• [WORK REQUIRED]
Only these lines of the data below are wanted: the one with "pub fn chip(&self)", the one with "assert_eq!(bus.read(0x20), 0xC7);", and any lines between them, each repeated exactly.

• [AVAILABLE DATA]
—————

// Copyright 2025 Tyler Neely (tylerneely@gmail.com).
// Copyright 2021 Emilie Gillet (emilie.o.gillet@gmail.com)
//
// Permission is hereby granted, free of charge, to any person obtaining a copy
// of this software and associated documentation files (the "Software"), to deal
// in the Software without restriction, including without limitation the rights
// to use, copy, modify, merge, publish, distribute, sublicense, and/or sell
// copies of the Software, and to permit persons to whom the Software is
// furnished to do so, subject to the following conditions:
//
// The above copyright notice and this permission notice shall be included in
// all copies or substantial portions of the Software.
//
// THE SOFTWARE IS PROVIDED "AS IS", WITHOUT WARRANTY OF ANY KIND, EXPRESS OR
// IMPLIED, INCLUDING BUT NOT LIMITED TO THE WARRANTIES OF MERCHANTABILITY,
// FITNESS FOR A PARTICULAR PURPOSE AND NONINFRINGEMENT. IN NO EVENT SHALL THE
// AUTHORS OR COPYRIGHT HOLDERS BE LIABLE FOR ANY CLAIM, DAMAGES OR OTHER
// LIABILITY, WHETHER IN AN ACTION OF CONTRACT, TORT OR OTHERWISE, ARISING FROM,
// OUT OF OR IN CONNECTION WITH THE SOFTWARE OR THE USE OR OTHER DEALINGS IN
// THE SOFTWARE.
//
// See http://creativecommons.org/licenses/MIT/ for more information.

//! FM chip boundary.
//!
//! The engine only talks to the chip through [`OpmBackend`]: register
//! writes in, per channel stereo samples out. [`Ym2151`] is the bundled
//! software implementation. [`OpmBus`] pairs a backend with the register
//! shadow so that every write is recorded before it reaches the chip.

mod chip;
mod envelope;
mod lfo;
mod tables;

pub use chip::Ym2151;
pub use envelope::{Envelope, EnvelopeParams, EnvelopePhase};
pub use lfo::{Lfo, LfoWaveform};

use log::trace;

use crate::registers::{RegisterBus, RegisterFile};

/// Physical voices (channels) on the chip.
pub const CHANNELS: usize = 8;

/// Operators per channel.
pub const OPERATORS: usize = 4;

/// Interface every FM chip implementation provides to the engine.
///
/// Operators are addressed in register order M1, M2, C1, C2
/// (`base + channel + 8 * op`).
pub trait OpmBackend: Send {
    /// Return to power-on state: all keys off, all registers cleared.
    fn reset(&mut self);

    /// Write one chip register.
    fn write_register(&mut self, addr: u8, value: u8);

    /// Keyed operators of a channel in key-on bit order (bit 0 = M1,
    /// 1 = C1, 2 = M2, 3 = C2), i.e. bits 6..3 of register 0x08 shifted down.
    fn key_on_mask(&self, channel: usize) -> u8;

    /// Advance one output sample and return the (left, right) contribution of
    /// each channel.
    fn clock(&mut self) -> [(i32, i32); CHANNELS];

    /// Output sample rate in Hz.
    fn sample_rate(&self) -> u32;

    /// Fill `out` with consecutive frames.
    fn generate_into(&mut self, out: &mut [[(i32, i32); CHANNELS]]) {
        for frame in out.iter_mut() {
            *frame = self.clock();
        }
    }
}

/// A chip together with its register shadow.
#[derive(Clone, Debug)]
pub struct OpmBus<C: OpmBackend> {
    shadow: RegisterFile,
    chip: C,
}

impl<C: OpmBackend> OpmBus<C> {
    /// Wrap a chip with an empty shadow.
    pub fn new(chip: C) -> Self {
        Self {
            shadow: RegisterFile::new(),
            chip,
        }
    }

    /// Reset both the chip and the shadow.
    pub fn reset(&mut self) {
        self.shadow.reset();
        self.chip.reset();
    }

    /// Register shadow.
    pub fn registers(&self) -> &RegisterFile {
        &self.shadow
    }

    /// Underlying chip.
    pub fn chip(&self) -> &C {
        &self.chip
    }

    /// Mutable access to the underlying chip, for rendering.
    pub fn chip_mut(&mut self) -> &mut C {
        &mut self.chip
    }
}

impl<C: OpmBackend> RegisterBus for OpmBus<C> {
    fn write(&mut self, addr: u8, value: u8) {
        self.shadow.write(addr, value);
        trace!("OPM: write {:#04x} = {:#04x}", addr, value);
        self.chip.write_register(addr, value);
    }

    fn read(&self, addr: u8) -> u8 {
        self.shadow.read(addr)
    }
}

#[cfg(test)]
mod tests {
    use super::*;

    /// Backend that records every write, used to check shadow ordering.
    #[derive(Default)]
    struct Recorder {
        writes: Vec<(u8, u8)>,
    }

    impl OpmBackend for Recorder {
        fn reset(&mut self) {
            self.writes.clear();
        }
        fn write_register(&mut self, addr: u8, value: u8) {
            self.writes.push((addr, value));
        }
        fn key_on_mask(&self, _channel: usize) -> u8 {
            0
        }
        fn clock(&mut self) -> [(i32, i32); CHANNELS] {
            [(0, 0); CHANNELS]
        }
        fn sample_rate(&self) -> u32 {
            44100
        }
    }

    #[test]
    fn test_bus_shadows_every_write() {
        let mut bus = OpmBus::new(Recorder::default());
        bus.write(0x20, 0xC7);
        bus.write(0x28, 0x4A);
        assert_eq!(bus.read(0x20), 0xC7);
        assert_eq!(bus.registers().read(0x28), 0x4A);
        assert_eq!(bus.chip().writes, vec![(0x20, 0xC7), (0x28, 0x4A)]);

        bus.reset();
        assert_eq!(bus.read(0x20), 0);
        assert!(bus.chip().writes.is_empty());
    }

    #[test]
    fn test_generate_into_fills_frames() {
        let mut chip = Ym2151::new(4_000_000, 44100);
        let mut frames = vec![[(1, 1); CHANNELS]; 16];
        chip.generate_into(&mut frames);
        assert!(frames.iter().all(|f| f.iter().all(|&s| s == (0, 0))));
    }
}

—————

• [RESPONSE TO THE EXERCISE]
    pub fn chip(&self) -> &C {
        &self.chip
    }

    /// Mutable access to the underlying chip, for rendering.
    pub fn chip_mut(&mut self) -> &mut C {
        &mut self.chip
    }
}

impl<C: OpmBackend> RegisterBus for OpmBus<C> {
    fn write(&mut self, addr: u8, value: u8) {
        self.shadow.write(addr, value);
        trace!("OPM: write {:#04x} = {:#04x}", addr, value);
        self.chip.write_register(addr, value);
    }

    fn read(&self, addr: u8) -> u8 {
        self.shadow.read(addr)
    }
}

#[cfg(test)]
mod tests {
    use super::*;

    /// Backend that records every write, used to check shadow ordering.
    #[derive(Default)]
    struct Recorder {
        writes: Vec<(u8, u8)>,
    }

    impl OpmBackend for Recorder {
        fn reset(&mut self) {
            self.writes.clear();
        }
        fn write_register(&mut self, addr: u8, value: u8) {
            self.writes.push((addr, value));
        }
        fn key_on_mask(&self, _channel: usize) -> u8 {
            0
        }
        fn clock(&mut self) -> [(i32, i32); CHANNELS] {
            [(0, 0); CHANNELS]
        }
        fn sample_rate(&self) -> u32 {
            44100
        }
    }

    #[test]
    fn test_bus_shadows_every_write() {
        let mut bus = OpmBus::new(Recorder::default());
        bus.write(0x20, 0xC7);
        bus.write(0x28, 0x4A);
        assert_eq!(bus.read(0x20), 0xC7);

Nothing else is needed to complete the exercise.